→ **Provided entries**:
◆ ◆ ◆ ◆ ◆ ◆ ◆

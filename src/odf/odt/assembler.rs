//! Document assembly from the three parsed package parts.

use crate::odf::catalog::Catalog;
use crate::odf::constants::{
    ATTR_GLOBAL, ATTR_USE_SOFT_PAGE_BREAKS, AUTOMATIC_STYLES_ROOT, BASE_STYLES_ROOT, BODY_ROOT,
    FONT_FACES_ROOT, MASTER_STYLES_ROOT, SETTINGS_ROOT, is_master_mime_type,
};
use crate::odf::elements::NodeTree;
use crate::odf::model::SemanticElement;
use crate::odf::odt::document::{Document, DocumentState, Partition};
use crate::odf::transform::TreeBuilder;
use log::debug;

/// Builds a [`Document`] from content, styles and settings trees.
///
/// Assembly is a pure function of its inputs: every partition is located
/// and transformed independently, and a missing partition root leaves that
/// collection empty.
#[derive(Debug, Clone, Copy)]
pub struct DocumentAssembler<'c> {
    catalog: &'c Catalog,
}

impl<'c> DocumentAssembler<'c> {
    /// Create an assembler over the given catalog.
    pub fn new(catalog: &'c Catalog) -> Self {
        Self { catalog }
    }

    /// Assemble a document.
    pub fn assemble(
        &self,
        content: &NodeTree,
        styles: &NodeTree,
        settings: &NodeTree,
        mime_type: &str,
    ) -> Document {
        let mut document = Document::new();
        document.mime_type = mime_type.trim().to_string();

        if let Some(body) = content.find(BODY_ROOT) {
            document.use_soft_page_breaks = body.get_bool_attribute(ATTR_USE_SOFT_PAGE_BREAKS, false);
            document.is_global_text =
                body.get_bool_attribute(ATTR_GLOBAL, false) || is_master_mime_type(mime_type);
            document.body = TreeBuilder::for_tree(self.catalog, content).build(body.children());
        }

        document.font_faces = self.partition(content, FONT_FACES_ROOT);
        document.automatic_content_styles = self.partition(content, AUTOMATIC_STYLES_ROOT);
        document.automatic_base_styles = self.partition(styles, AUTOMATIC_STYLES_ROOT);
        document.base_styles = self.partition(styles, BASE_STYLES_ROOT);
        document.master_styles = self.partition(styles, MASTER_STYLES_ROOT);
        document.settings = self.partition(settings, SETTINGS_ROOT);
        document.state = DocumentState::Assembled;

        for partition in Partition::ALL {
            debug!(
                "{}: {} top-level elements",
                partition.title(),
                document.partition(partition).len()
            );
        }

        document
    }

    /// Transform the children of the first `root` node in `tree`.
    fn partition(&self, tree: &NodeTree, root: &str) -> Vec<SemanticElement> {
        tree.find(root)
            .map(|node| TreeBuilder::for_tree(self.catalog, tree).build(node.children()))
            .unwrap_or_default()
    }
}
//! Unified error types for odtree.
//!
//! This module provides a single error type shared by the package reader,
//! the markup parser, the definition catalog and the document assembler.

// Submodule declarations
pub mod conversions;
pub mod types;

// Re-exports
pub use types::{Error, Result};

◆ ◆ ◆ ◆ ◆ ◆ ◆

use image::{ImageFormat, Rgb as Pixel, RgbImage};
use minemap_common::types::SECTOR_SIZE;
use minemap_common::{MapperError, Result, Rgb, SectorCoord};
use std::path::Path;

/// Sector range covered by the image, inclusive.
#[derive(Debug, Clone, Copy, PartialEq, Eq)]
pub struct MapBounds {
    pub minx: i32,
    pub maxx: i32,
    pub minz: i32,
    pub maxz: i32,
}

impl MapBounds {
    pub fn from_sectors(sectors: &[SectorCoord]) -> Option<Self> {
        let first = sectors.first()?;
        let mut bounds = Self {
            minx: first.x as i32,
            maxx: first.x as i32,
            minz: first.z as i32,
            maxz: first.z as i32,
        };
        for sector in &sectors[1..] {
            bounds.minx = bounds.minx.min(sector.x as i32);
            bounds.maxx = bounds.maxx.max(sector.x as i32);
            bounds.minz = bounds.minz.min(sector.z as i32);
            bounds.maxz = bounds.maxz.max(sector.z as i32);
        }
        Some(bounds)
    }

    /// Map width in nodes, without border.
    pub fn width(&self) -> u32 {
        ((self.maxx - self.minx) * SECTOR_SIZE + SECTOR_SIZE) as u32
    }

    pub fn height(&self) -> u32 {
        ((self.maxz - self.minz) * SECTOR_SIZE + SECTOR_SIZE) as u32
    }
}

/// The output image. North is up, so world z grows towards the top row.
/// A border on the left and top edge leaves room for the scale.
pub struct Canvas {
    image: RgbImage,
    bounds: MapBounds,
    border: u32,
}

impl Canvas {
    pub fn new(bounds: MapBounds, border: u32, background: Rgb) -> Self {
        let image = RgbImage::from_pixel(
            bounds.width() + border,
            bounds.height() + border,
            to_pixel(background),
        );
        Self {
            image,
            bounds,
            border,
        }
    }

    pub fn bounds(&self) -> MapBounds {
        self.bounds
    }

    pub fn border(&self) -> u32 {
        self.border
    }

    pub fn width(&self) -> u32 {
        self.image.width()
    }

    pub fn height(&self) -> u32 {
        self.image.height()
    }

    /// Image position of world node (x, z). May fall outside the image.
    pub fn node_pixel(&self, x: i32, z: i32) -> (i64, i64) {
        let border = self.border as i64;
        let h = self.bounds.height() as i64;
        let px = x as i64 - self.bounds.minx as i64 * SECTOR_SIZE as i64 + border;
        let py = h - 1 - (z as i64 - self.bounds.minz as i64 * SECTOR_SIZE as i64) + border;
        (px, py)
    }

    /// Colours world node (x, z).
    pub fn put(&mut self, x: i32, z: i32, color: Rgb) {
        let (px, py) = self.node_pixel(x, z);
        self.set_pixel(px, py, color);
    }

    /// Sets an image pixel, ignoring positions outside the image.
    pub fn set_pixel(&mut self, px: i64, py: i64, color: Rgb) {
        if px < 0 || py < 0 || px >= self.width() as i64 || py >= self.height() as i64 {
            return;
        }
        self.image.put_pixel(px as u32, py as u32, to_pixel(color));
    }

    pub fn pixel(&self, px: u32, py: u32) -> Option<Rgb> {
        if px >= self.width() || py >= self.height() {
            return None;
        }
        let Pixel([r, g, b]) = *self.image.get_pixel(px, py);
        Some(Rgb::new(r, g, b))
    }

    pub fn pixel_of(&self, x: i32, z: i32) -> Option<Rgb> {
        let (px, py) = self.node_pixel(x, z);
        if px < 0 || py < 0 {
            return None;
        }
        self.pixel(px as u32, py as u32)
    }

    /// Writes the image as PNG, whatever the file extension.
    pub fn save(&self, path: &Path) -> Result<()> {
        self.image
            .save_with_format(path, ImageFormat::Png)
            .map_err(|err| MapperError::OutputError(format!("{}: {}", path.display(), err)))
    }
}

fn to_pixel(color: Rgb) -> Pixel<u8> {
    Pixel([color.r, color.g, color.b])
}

◆ ◆ ◆ ◆ ◆ ◆ ◆

→ **What this task involves**: The word is "maxx". Copy every line above where it appears.

→ **Written solution**:
    pub maxx: i32,
            maxx: first.x as i32,
            bounds.maxx = bounds.maxx.max(sector.x as i32);
        ((self.maxx - self.minx) * SECTOR_SIZE + SECTOR_SIZE) as u32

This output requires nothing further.